--- START ---

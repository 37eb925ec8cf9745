//! Wire types for the aggregator API.
//!
//! These structs mirror the JSON shapes the Plaid API returns. Fields the
//! application never reads are simply not declared; serde ignores unknown
//! keys on deserialization.

use chrono::NaiveDate;
use rust_decimal::Decimal;
use serde::Deserialize;

/// Response from `POST /link/token/create`.
#[derive(Debug, Clone, Deserialize)]
pub struct LinkTokenCreateResponse {
    /// Token consumed by the client-side Link widget.
    pub link_token: String,
}

/// Response from `POST /item/public_token/exchange`.
#[derive(Debug, Clone, Deserialize)]
pub struct ItemPublicTokenExchangeResponse {
    /// Durable access credential for the linked item.
    pub access_token: String,

    /// Aggregator-side identifier of the item.
    pub item_id: String,
}

/// Response from `POST /item/get`.
#[derive(Debug, Clone, Deserialize)]
pub struct ItemGetResponse {
    pub item: ItemInfo,
}

#[derive(Debug, Clone, Deserialize)]
pub struct ItemInfo {
    #[serde(default)]
    pub institution_id: Option<String>,
}

/// Response from `POST /institutions/get_by_id`.
#[derive(Debug, Clone, Deserialize)]
pub struct InstitutionsGetByIdResponse {
    pub institution: Institution,
}

#[derive(Debug, Clone, Deserialize)]
pub struct Institution {
    pub name: String,
}

/// One page of the `POST /transactions/sync` change feed.
///
/// `has_more` is the continuation flag: while it is true the caller must
/// request the next page with `next_cursor`. The final `next_cursor` is
/// persisted so the next sync run resumes where this one stopped.
#[derive(Debug, Clone, Deserialize)]
pub struct TransactionsSyncResponse {
    /// Accounts associated with the item, sent with every page.
    #[serde(default)]
    pub accounts: Vec<PlaidAccount>,

    /// Transactions created since the cursor.
    #[serde(default)]
    pub added: Vec<PlaidTransaction>,

    /// Transactions changed since the cursor (e.g., pending -> posted).
    #[serde(default)]
    pub modified: Vec<PlaidTransaction>,

    /// Transactions deleted upstream since the cursor.
    #[serde(default)]
    pub removed: Vec<RemovedTransaction>,

    /// Whether another page is available.
    pub has_more: bool,

    /// Cursor for the next request (or the next sync run).
    pub next_cursor: String,
}

/// Account as reported by the aggregator.
#[derive(Debug, Clone, Deserialize)]
pub struct PlaidAccount {
    pub account_id: String,

    #[serde(default)]
    pub name: Option<String>,

    #[serde(default)]
    pub official_name: Option<String>,

    /// Last 2-4 digits of the account number.
    #[serde(default)]
    pub mask: Option<String>,

    /// Top-level type: depository, credit, loan, investment, ...
    #[serde(default, rename = "type")]
    pub account_type: Option<String>,

    #[serde(default)]
    pub subtype: Option<String>,

    #[serde(default)]
    pub balances: PlaidBalances,
}

/// Balance block nested inside an account.
#[derive(Debug, Clone, Default, Deserialize)]
pub struct PlaidBalances {
    #[serde(default)]
    pub available: Option<Decimal>,

    #[serde(default)]
    pub current: Option<Decimal>,

    /// Credit limit; only present for credit-type accounts.
    #[serde(default)]
    pub limit: Option<Decimal>,

    #[serde(default)]
    pub iso_currency_code: Option<String>,
}

/// Transaction as reported by the aggregator.
///
/// `account_id` refers to the *provider's* account identifier; the sync loop
/// resolves it to a local account UUID before persisting.
#[derive(Debug, Clone, Deserialize)]
pub struct PlaidTransaction {
    pub transaction_id: String,

    pub account_id: String,

    /// Positive for money leaving the account, negative for money entering.
    pub amount: Decimal,

    pub date: NaiveDate,

    #[serde(default)]
    pub name: Option<String>,

    #[serde(default)]
    pub merchant_name: Option<String>,

    #[serde(default)]
    pub category: Option<Vec<String>>,

    #[serde(default)]
    pub pending: bool,
}

/// Entry in the `removed` list of a sync page.
#[derive(Debug, Clone, Deserialize)]
pub struct RemovedTransaction {
    pub transaction_id: String,
}

#[cfg(test)]
mod tests {
    use super::*;

    #[test]
    fn deserializes_sync_page() {
        let body = r#"{
            "accounts": [{
                "account_id": "acc-1",
                "name": "Checking",
                "official_name": "Everyday Checking",
                "mask": "4321",
                "type": "depository",
                "subtype": "checking",
                "balances": {
                    "available": 95.50,
                    "current": 110.25,
                    "limit": null,
                    "iso_currency_code": "USD"
                }
            }],
            "added": [{
                "transaction_id": "tx-1",
                "account_id": "acc-1",
                "amount": 12.34,
                "date": "2026-07-01",
                "name": "Coffee Shop",
                "merchant_name": "Blue Bottle",
                "category": ["Food and Drink", "Coffee"],
                "pending": false
            }],
            "modified": [],
            "removed": [{"transaction_id": "tx-gone"}],
            "has_more": true,
            "next_cursor": "cursor-2",
            "request_id": "req-abc"
        }"#;

        let page: TransactionsSyncResponse = serde_json::from_str(body).unwrap();
        assert_eq!(page.accounts.len(), 1);
        assert_eq!(page.accounts[0].account_type.as_deref(), Some("depository"));
        assert_eq!(
            page.accounts[0].balances.current,
            Some(Decimal::new(11025, 2))
        );
        assert_eq!(page.accounts[0].balances.limit, None);

        assert_eq!(page.added.len(), 1);
        assert_eq!(page.added[0].amount, Decimal::new(1234, 2));
        assert_eq!(
            page.added[0].date,
            NaiveDate::from_ymd_opt(2026, 7, 1).unwrap()
        );
        assert_eq!(page.added[0].category.as_ref().unwrap().len(), 2);

        assert_eq!(page.removed[0].transaction_id, "tx-gone");
        assert!(page.has_more);
        assert_eq!(page.next_cursor, "cursor-2");
    }

    #[test]
    fn missing_optional_fields_default() {
        // Sandbox items sometimes omit balances entirely.
        let body = r#"{
            "accounts": [{"account_id": "acc-2"}],
            "added": [],
            "modified": [],
            "removed": [],
            "has_more": false,
            "next_cursor": "final"
        }"#;

        let page: TransactionsSyncResponse = serde_json::from_str(body).unwrap();
        let account = &page.accounts[0];
        assert_eq!(account.name, None);
        assert_eq!(account.balances.current, None);
        assert!(!page.has_more);
    }
}
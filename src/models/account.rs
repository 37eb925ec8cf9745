//! Account data models and API response types.
//!
//! This module defines:
//! - `Account`: Database entity representing a synced bank account
//! - `AccountResponse`: Response body returned to clients
//! - `BalanceSummaryResponse` and the net-worth fold behind it

use chrono::{DateTime, Utc};
use rust_decimal::Decimal;
use serde::Serialize;
use uuid::Uuid;

/// Represents an account record from the database.
///
/// # Database Table
///
/// Maps to the `accounts` table. Each account:
/// - Belongs to one user and one linked item
/// - Is unique on (user_id, plaid_account_id), which is what makes the
///   sync loop's upserts idempotent
///
/// # Balance Storage
///
/// Balances are NUMERIC columns mapped to `Decimal`; the aggregator reports
/// them as decimal dollar amounts. All three are nullable — the aggregator
/// omits whichever it cannot compute (e.g., `limit` for a checking account).
#[derive(Debug, Clone, sqlx::FromRow, Serialize)]
pub struct Account {
    /// Unique identifier for this account
    pub id: Uuid,

    /// User that owns this account
    pub user_id: Uuid,

    /// Bank connection this account was discovered through
    pub linked_item_id: Uuid,

    /// Aggregator-side account identifier
    pub plaid_account_id: String,

    /// Display name ("Plaid Checking")
    pub name: Option<String>,

    /// Full product name from the institution
    pub official_name: Option<String>,

    /// Top-level type: depository, credit, loan, investment, ...
    #[sqlx(rename = "type")]
    pub account_type: Option<String>,

    /// Finer-grained subtype: checking, savings, credit card, ...
    pub subtype: Option<String>,

    /// Last 2-4 digits of the account number
    pub mask: Option<String>,

    /// Posted balance
    pub balance_current: Option<Decimal>,

    /// Balance available to spend (posted minus holds)
    pub balance_available: Option<Decimal>,

    /// Credit limit, for credit-type accounts
    pub balance_limit: Option<Decimal>,

    /// ISO 4217 currency code, defaults to "USD"
    pub currency_code: String,

    /// Timestamp when the account was first synced
    pub created_at: DateTime<Utc>,

    /// Timestamp of the last balance update from the sync loop
    pub updated_at: DateTime<Utc>,
}

impl Account {
    /// Balance used for display and summary purposes.
    ///
    /// Prefers the posted balance and falls back to the available balance,
    /// treating a fully unknown balance as zero.
    pub fn display_balance(&self) -> Decimal {
        self.balance_current
            .or(self.balance_available)
            .unwrap_or(Decimal::ZERO)
    }

    /// Display balance with the sign adjusted for net-worth math.
    ///
    /// Credit-type accounts report what is *owed* as a positive number, so
    /// they count against net worth.
    pub fn signed_balance(&self) -> Decimal {
        let balance = self.display_balance();
        if self.account_type.as_deref() == Some("credit") {
            -balance
        } else {
            balance
        }
    }
}

/// Net worth across a set of accounts: the signed sum of display balances.
pub fn net_worth(accounts: &[Account]) -> Decimal {
    accounts.iter().map(Account::signed_balance).sum()
}

/// Response body for account endpoints.
///
/// # JSON Example
///
/// ```json
/// {
///   "id": "550e8400-e29b-41d4-a716-446655440000",
///   "name": "Plaid Checking",
///   "official_name": "Plaid Gold Standard 0% Interest Checking",
///   "type": "depository",
///   "subtype": "checking",
///   "mask": "0000",
///   "balance_current": 110.0,
///   "balance_available": 100.0,
///   "balance_limit": null,
///   "currency_code": "USD",
///   "created_at": "2026-07-01T10:00:00Z",
///   "updated_at": "2026-07-02T10:00:00Z"
/// }
/// ```
#[derive(Debug, Serialize)]
pub struct AccountResponse {
    pub id: Uuid,
    pub linked_item_id: Uuid,
    pub name: Option<String>,
    pub official_name: Option<String>,
    #[serde(rename = "type")]
    pub account_type: Option<String>,
    pub subtype: Option<String>,
    pub mask: Option<String>,
    pub balance_current: Option<Decimal>,
    pub balance_available: Option<Decimal>,
    pub balance_limit: Option<Decimal>,
    pub currency_code: String,
    pub created_at: DateTime<Utc>,
    pub updated_at: DateTime<Utc>,
}

/// Convert database Account to API AccountResponse.
///
/// Removes the internal user and provider identifiers.
impl From<Account> for AccountResponse {
    fn from(account: Account) -> Self {
        Self {
            id: account.id,
            linked_item_id: account.linked_item_id,
            name: account.name,
            official_name: account.official_name,
            account_type: account.account_type,
            subtype: account.subtype,
            mask: account.mask,
            balance_current: account.balance_current,
            balance_available: account.balance_available,
            balance_limit: account.balance_limit,
            currency_code: account.currency_code,
            created_at: account.created_at,
            updated_at: account.updated_at,
        }
    }
}

/// Response body for `GET /api/v1/accounts/summary`.
#[derive(Debug, Serialize)]
pub struct BalanceSummaryResponse {
    /// Signed sum of display balances, credit accounts negated
    pub net_worth: Decimal,

    /// Number of accounts included in the sum
    pub account_count: usize,
}

#[cfg(test)]
mod tests {
    use super::*;

    fn account(
        account_type: Option<&str>,
        current: Option<Decimal>,
        available: Option<Decimal>,
    ) -> Account {
        Account {
            id: Uuid::new_v4(),
            user_id: Uuid::new_v4(),
            linked_item_id: Uuid::new_v4(),
            plaid_account_id: "acc".to_string(),
            name: None,
            official_name: None,
            account_type: account_type.map(str::to_string),
            subtype: None,
            mask: None,
            balance_current: current,
            balance_available: available,
            balance_limit: None,
            currency_code: "USD".to_string(),
            created_at: Utc::now(),
            updated_at: Utc::now(),
        }
    }

    #[test]
    fn net_worth_negates_credit_accounts() {
        let accounts = vec![
            account(Some("depository"), Some(Decimal::new(10000, 2)), None),
            account(Some("credit"), Some(Decimal::new(2500, 2)), None),
        ];

        // 100.00 checking - 25.00 owed on the card
        assert_eq!(net_worth(&accounts), Decimal::new(7500, 2));
    }

    #[test]
    fn display_balance_falls_back_to_available() {
        let a = account(Some("depository"), None, Some(Decimal::new(4200, 2)));
        assert_eq!(a.display_balance(), Decimal::new(4200, 2));

        let b = account(Some("depository"), None, None);
        assert_eq!(b.display_balance(), Decimal::ZERO);
    }

    #[test]
    fn net_worth_of_no_accounts_is_zero() {
        assert_eq!(net_worth(&[]), Decimal::ZERO);
    }

    #[test]
    fn untyped_accounts_count_positive() {
        let accounts = vec![account(None, Some(Decimal::new(500, 2)), None)];
        assert_eq!(net_worth(&accounts), Decimal::new(500, 2));
    }
}
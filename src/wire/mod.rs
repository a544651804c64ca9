//! Wire-level HTTP/1.x request and response shapes.
//!
//! Everything here deals in the exact bytes that cross the connection.
//! Header names keep their caller-supplied casing and order, request paths
//! pass through without normalization, and serialization is deterministic so
//! a dumped request is byte-identical to a transmitted one.

pub mod headers;
pub mod request;
pub mod response;

pub use headers::Headers;
pub use request::Request;
pub use response::{read_response, Response, Status};

/// HTTP protocol version token as it appears on the wire.
#[derive(Debug, Clone, Copy, PartialEq, Eq, Default)]
pub enum Version {
    Http10,
    #[default]
    Http11,
}

impl Version {
    pub fn as_str(&self) -> &'static str {
        match self {
            Version::Http10 => "HTTP/1.0",
            Version::Http11 => "HTTP/1.1",
        }
    }

    pub(crate) fn parse(token: &str) -> Option<Self> {
        match token {
            "HTTP/1.0" => Some(Version::Http10),
            "HTTP/1.1" => Some(Version::Http11),
            _ => None,
        }
    }
}

impl std::fmt::Display for Version {
    fn fmt(&self, f: &mut std::fmt::Formatter<'_>) -> std::fmt::Result {
        f.write_str(self.as_str())
    }
}
use bytes::Bytes;

use crate::wire::{Headers, Version};

/// A request in its wire shape: the bytes produced by [`Request::to_bytes`]
/// are exactly what goes on the connection, with no header canonicalization
/// and no path rewriting.
#[derive(Debug, Clone, PartialEq, Eq)]
pub struct Request {
    pub method: String,
    /// Request-target, already including any query string. Emitted verbatim.
    pub path: String,
    pub version: Version,
    pub headers: Headers,
    pub body: Option<Bytes>,
    /// When true and the caller did not supply a `Content-Length` header,
    /// one is computed from the body and emitted after the caller's headers.
    pub automatic_content_length: bool,
}

impl Request {
    pub fn new(method: impl Into<String>, path: impl Into<String>) -> Self {
        Self {
            method: method.into(),
            path: path.into(),
            version: Version::Http11,
            headers: Headers::new(),
            body: None,
            automatic_content_length: true,
        }
    }

    /// Body length when determinable. `None` means the caller left framing
    /// to its own headers.
    pub fn content_length(&self) -> Option<usize> {
        self.body.as_ref().map(|b| b.len())
    }

    /// Serialize the request exactly as transmitted: request line, headers
    /// in insertion order as `Name:value`, the computed `Content-Length`
    /// (when applicable), a blank line, then the body.
    pub fn to_bytes(&self) -> Vec<u8> {
        let mut out = Vec::with_capacity(64 + self.body.as_ref().map_or(0, |b| b.len()));
        out.extend_from_slice(self.method.as_bytes());
        out.push(b' ');
        out.extend_from_slice(self.path.as_bytes());
        out.push(b' ');
        out.extend_from_slice(self.version.as_str().as_bytes());
        out.extend_from_slice(b"\r\n");

        for (name, value) in self.headers.iter() {
            out.extend_from_slice(name.as_bytes());
            out.push(b':');
            out.extend_from_slice(value.as_bytes());
            out.extend_from_slice(b"\r\n");
        }

        if self.automatic_content_length && !self.headers.contains("Content-Length") {
            if let Some(len) = self.content_length() {
                out.extend_from_slice(format!("Content-Length: {}\r\n", len).as_bytes());
            }
        }

        out.extend_from_slice(b"\r\n");

        if let Some(body) = &self.body {
            out.extend_from_slice(body);
        }

        out
    }
}
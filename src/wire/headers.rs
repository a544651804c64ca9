/// An ordered header multimap that preserves caller-supplied casing.
///
/// HTTP/1.1 treats header names as case-insensitive, but a wire-exact client
/// must emit them exactly as given: some servers and fingerprinting detectors
/// check casing, and scanners rely on it. Lookups are case-insensitive;
/// serialization order is insertion order.
#[derive(Debug, Clone, Default, PartialEq, Eq)]
pub struct Headers {
    entries: Vec<(String, String)>,
}

impl Headers {
    pub fn new() -> Self {
        Self { entries: Vec::new() }
    }

    /// Append a header, keeping any existing values for the same name.
    /// A name may repeat; repeats serialize as separate lines.
    pub fn append(&mut self, name: impl Into<String>, value: impl Into<String>) {
        self.entries.push((name.into(), value.into()));
    }

    /// Set a header: replaces the first existing value (case-insensitive
    /// match, position preserved) and drops any further repeats, or appends
    /// when the name is new.
    pub fn set(&mut self, name: impl Into<String>, value: impl Into<String>) {
        let name = name.into();
        let value = value.into();
        match self.entries.iter().position(|(n, _)| n.eq_ignore_ascii_case(&name)) {
            Some(idx) => {
                self.entries[idx].1 = value;
                let mut seen = false;
                self.entries.retain(|(n, _)| {
                    if n.eq_ignore_ascii_case(&name) {
                        let keep = !seen;
                        seen = true;
                        keep
                    } else {
                        true
                    }
                });
            }
            None => self.entries.push((name, value)),
        }
    }

    /// First value for `name`, case-insensitive.
    pub fn get(&self, name: &str) -> Option<&str> {
        self.entries
            .iter()
            .find(|(n, _)| n.eq_ignore_ascii_case(name))
            .map(|(_, v)| v.as_str())
    }

    /// All values for `name` in insertion order, case-insensitive.
    pub fn get_all<'a>(&'a self, name: &'a str) -> impl Iterator<Item = &'a str> + 'a {
        self.entries
            .iter()
            .filter(move |(n, _)| n.eq_ignore_ascii_case(name))
            .map(|(_, v)| v.as_str())
    }

    pub fn contains(&self, name: &str) -> bool {
        self.get(name).is_some()
    }

    pub fn remove(&mut self, name: &str) {
        self.entries.retain(|(n, _)| !n.eq_ignore_ascii_case(name));
    }

    /// All entries with original casing, in insertion order.
    pub fn iter(&self) -> impl Iterator<Item = (&str, &str)> {
        self.entries.iter().map(|(n, v)| (n.as_str(), v.as_str()))
    }

    pub fn len(&self) -> usize {
        self.entries.len()
    }

    pub fn is_empty(&self) -> bool {
        self.entries.is_empty()
    }
}

impl<N: Into<String>, V: Into<String>> FromIterator<(N, V)> for Headers {
    fn from_iter<T: IntoIterator<Item = (N, V)>>(iter: T) -> Self {
        Self { entries: iter.into_iter().map(|(n, v)| (n.into(), v.into())).collect() }
    }
}

#[cfg(test)]
mod tests {
    use super::*;

    #[test]
    fn test_append_keeps_repeats() {
        let mut h = Headers::new();
        h.append("Set-Cookie", "a=1");
        h.append("Set-Cookie", "b=2");
        assert_eq!(h.get_all("set-cookie").collect::<Vec<_>>(), vec!["a=1", "b=2"]);
    }

    #[test]
    fn test_set_replaces_in_place() {
        let mut h = Headers::new();
        h.append("Host", "first.example");
        h.append("Accept", "*/*");
        h.set("host", "second.example");
        let names: Vec<_> = h.iter().map(|(n, _)| n).collect();
        assert_eq!(names, vec!["Host", "Accept"]);
        assert_eq!(h.get("Host"), Some("second.example"));
    }

    #[test]
    fn test_set_collapses_repeats() {
        let mut h = Headers::new();
        h.append("X-Test", "a");
        h.append("X-Test", "b");
        h.set("X-Test", "c");
        assert_eq!(h.get_all("X-Test").collect::<Vec<_>>(), vec!["c"]);
    }

    #[test]
    fn test_case_insensitive_get_preserves_casing() {
        let mut h = Headers::new();
        h.append("uSeR-aGeNt", "probe");
        assert_eq!(h.get("User-Agent"), Some("probe"));
        assert_eq!(h.iter().next().unwrap().0, "uSeR-aGeNt");
    }

    #[test]
    fn test_remove() {
        let mut h = Headers::new();
        h.append("A", "1");
        h.append("a", "2");
        h.remove("A");
        assert!(h.is_empty());
    }

    #[test]
    fn test_preserves_insertion_order() {
        let h: Headers =
            [("Host", "x"), ("Accept", "*/*"), ("X-Probe", "1")].into_iter().collect();
        let names: Vec<_> = h.iter().map(|(n, _)| n).collect();
        assert_eq!(names, vec!["Host", "Accept", "X-Probe"]);
    }
}
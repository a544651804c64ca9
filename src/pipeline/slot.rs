//! Per-slot write and read loops.
//!
//! A slot cycles through generations: dial, pipeline requests over the
//! connection, tear down on the first error, redial lazily when the next
//! request arrives. Within a generation the write loop (the slot task
//! itself) sends each written request into an in-order channel that the
//! spawned read loop consumes, one response per request. The channel is the
//! slot's in-flight FIFO: whatever is in it when the generation ends has
//! been written but not answered, and must be failed rather than left
//! dangling, because a response read after a timeout or transport error can
//! no longer be attributed to the right request.
//!
//! Queued-but-unwritten requests are unaffected by a teardown; they stay in
//! the client's shared queue and are picked up by another slot or by this
//! one after it redials.

use std::sync::Arc;

use tokio::io::{AsyncWriteExt, BufReader, ReadHalf, WriteHalf};
use tokio::sync::{mpsc, watch};
use tokio::time::Instant;
use tracing::{debug, warn};

use crate::base::Error;
use crate::pipeline::{Pending, Shared};
use crate::socket::dial::Dialer;
use crate::socket::stream::BoxedStream;
use crate::wire;

pub(super) async fn run_slot<D: Dialer>(shared: Arc<Shared>, dialer: Arc<D>, id: usize) {
    loop {
        let Some(first) = shared.pop_queued().await else {
            return;
        };
        let stream = match dialer.dial(shared.destination(), shared.connect_timeout()).await {
            Ok(stream) => stream,
            Err(e) => {
                // The dial was on behalf of this one request; fail it and
                // let the next request trigger a fresh dial.
                shared.complete(first, Err(e));
                continue;
            }
        };
        debug!(slot = id, dest = %shared.destination(), "slot connected");
        serve_connection(&shared, stream, first, id).await;
        debug!(slot = id, "slot torn down");
    }
}

/// Run one connection generation. Returns when the connection is no longer
/// usable or the client is winding down.
async fn serve_connection(shared: &Arc<Shared>, stream: BoxedStream, first: Pending, id: usize) {
    let (rd, mut wr) = tokio::io::split(stream);
    let (in_flight_tx, in_flight_rx) = mpsc::unbounded_channel();
    let (broken_tx, broken_rx) = watch::channel(false);
    let mut reader =
        tokio::spawn(read_responses(Arc::clone(shared), in_flight_rx, rd, broken_rx, id));

    let mut leftover = None;
    let mut next = Some(first);
    loop {
        let pending = match next.take() {
            Some(pending) => pending,
            None => tokio::select! {
                biased;
                joined = &mut reader => {
                    // Read side hit an error or timeout; responses on this
                    // connection can no longer be trusted.
                    leftover = joined.ok();
                    break;
                }
                popped = shared.pop_queued() => match popped {
                    Some(pending) => pending,
                    None => {
                        // Client dropped: interrupt any in-progress read.
                        let _ = broken_tx.send(true);
                        break;
                    }
                },
            },
        };
        match write_request(&mut wr, &pending.wire).await {
            Ok(()) => {
                if let Err(mpsc::error::SendError(pending)) = in_flight_tx.send(pending) {
                    // Reader already returned; the write went to a dead
                    // connection.
                    shared.complete(pending, Err(Error::ConnectionClosed));
                    break;
                }
            }
            Err(e) => {
                warn!(slot = id, error = %e, "pipelined write failed");
                shared.complete(pending, Err(e));
                let _ = broken_tx.send(true);
                break;
            }
        }
    }

    // Close the in-flight FIFO, wait the reader out, and fail whatever it
    // never got to.
    drop(in_flight_tx);
    let mut remaining = match leftover {
        Some(rx) => rx,
        None => match reader.await {
            Ok(rx) => rx,
            Err(_) => return,
        },
    };
    remaining.close();
    while let Ok(pending) = remaining.try_recv() {
        shared.complete(pending, Err(Error::ConnectionClosed));
    }
}

async fn write_request(wr: &mut WriteHalf<BoxedStream>, bytes: &[u8]) -> Result<(), Error> {
    wr.write_all(bytes).await.map_err(|e| Error::Write(e.to_string()))?;
    wr.flush().await.map_err(|e| Error::Write(e.to_string()))
}

/// Sole reader of the slot's connection: one response per in-flight request,
/// in write order. Returns the in-flight receiver so the write side can fail
/// anything still unanswered. Stops at the first error, since a response
/// stream that lost sync would misattribute every later response.
async fn read_responses(
    shared: Arc<Shared>,
    mut in_flight: mpsc::UnboundedReceiver<Pending>,
    rd: ReadHalf<BoxedStream>,
    mut broken: watch::Receiver<bool>,
    id: usize,
) -> mpsc::UnboundedReceiver<Pending> {
    let mut rd = BufReader::new(rd);
    while let Some(pending) = in_flight.recv().await {
        // The deadline is anchored to submission: time already burned behind
        // earlier responses comes out of this request's budget.
        let deadline = shared
            .read_timeout()
            .filter(|t| !t.is_zero())
            .map(|t| pending.enqueued_at + t);
        let result = tokio::select! {
            result = read_one(&mut rd, pending.skip_body, deadline) => result,
            _ = broken.changed() => Err(Error::ConnectionClosed),
        };
        match result {
            Ok(response) => shared.complete(pending, Ok(response)),
            Err(e) => {
                debug!(slot = id, error = %e, "response read failed, invalidating slot");
                shared.complete(pending, Err(e));
                break;
            }
        }
    }
    in_flight
}

async fn read_one(
    rd: &mut BufReader<ReadHalf<BoxedStream>>,
    skip_body: bool,
    deadline: Option<Instant>,
) -> Result<wire::Response, Error> {
    match deadline {
        Some(deadline) => {
            match tokio::time::timeout_at(deadline, wire::read_response(rd, skip_body)).await {
                Ok(result) => result,
                Err(_) => Err(Error::ReadTimedOut),
            }
        }
        None => wire::read_response(rd, skip_body).await,
    }
}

--- END ---

*ACTIVITY:* Exactly as they appear, retype the lines from the start of the records through the line containing "pub struct LinkTokenCreateResponse".

*SOLUTION FOR THIS EXERCISE:*
repository 37eb925ec8cf9745
//! Wire types for the aggregator API.
//!
//! These structs mirror the JSON shapes the Plaid API returns. Fields the
//! application never reads are simply not declared; serde ignores unknown
//! keys on deserialization.

use chrono::NaiveDate;
use rust_decimal::Decimal;
use serde::Deserialize;

/// Response from `POST /link/token/create`.
#[derive(Debug, Clone, Deserialize)]
pub struct LinkTokenCreateResponse {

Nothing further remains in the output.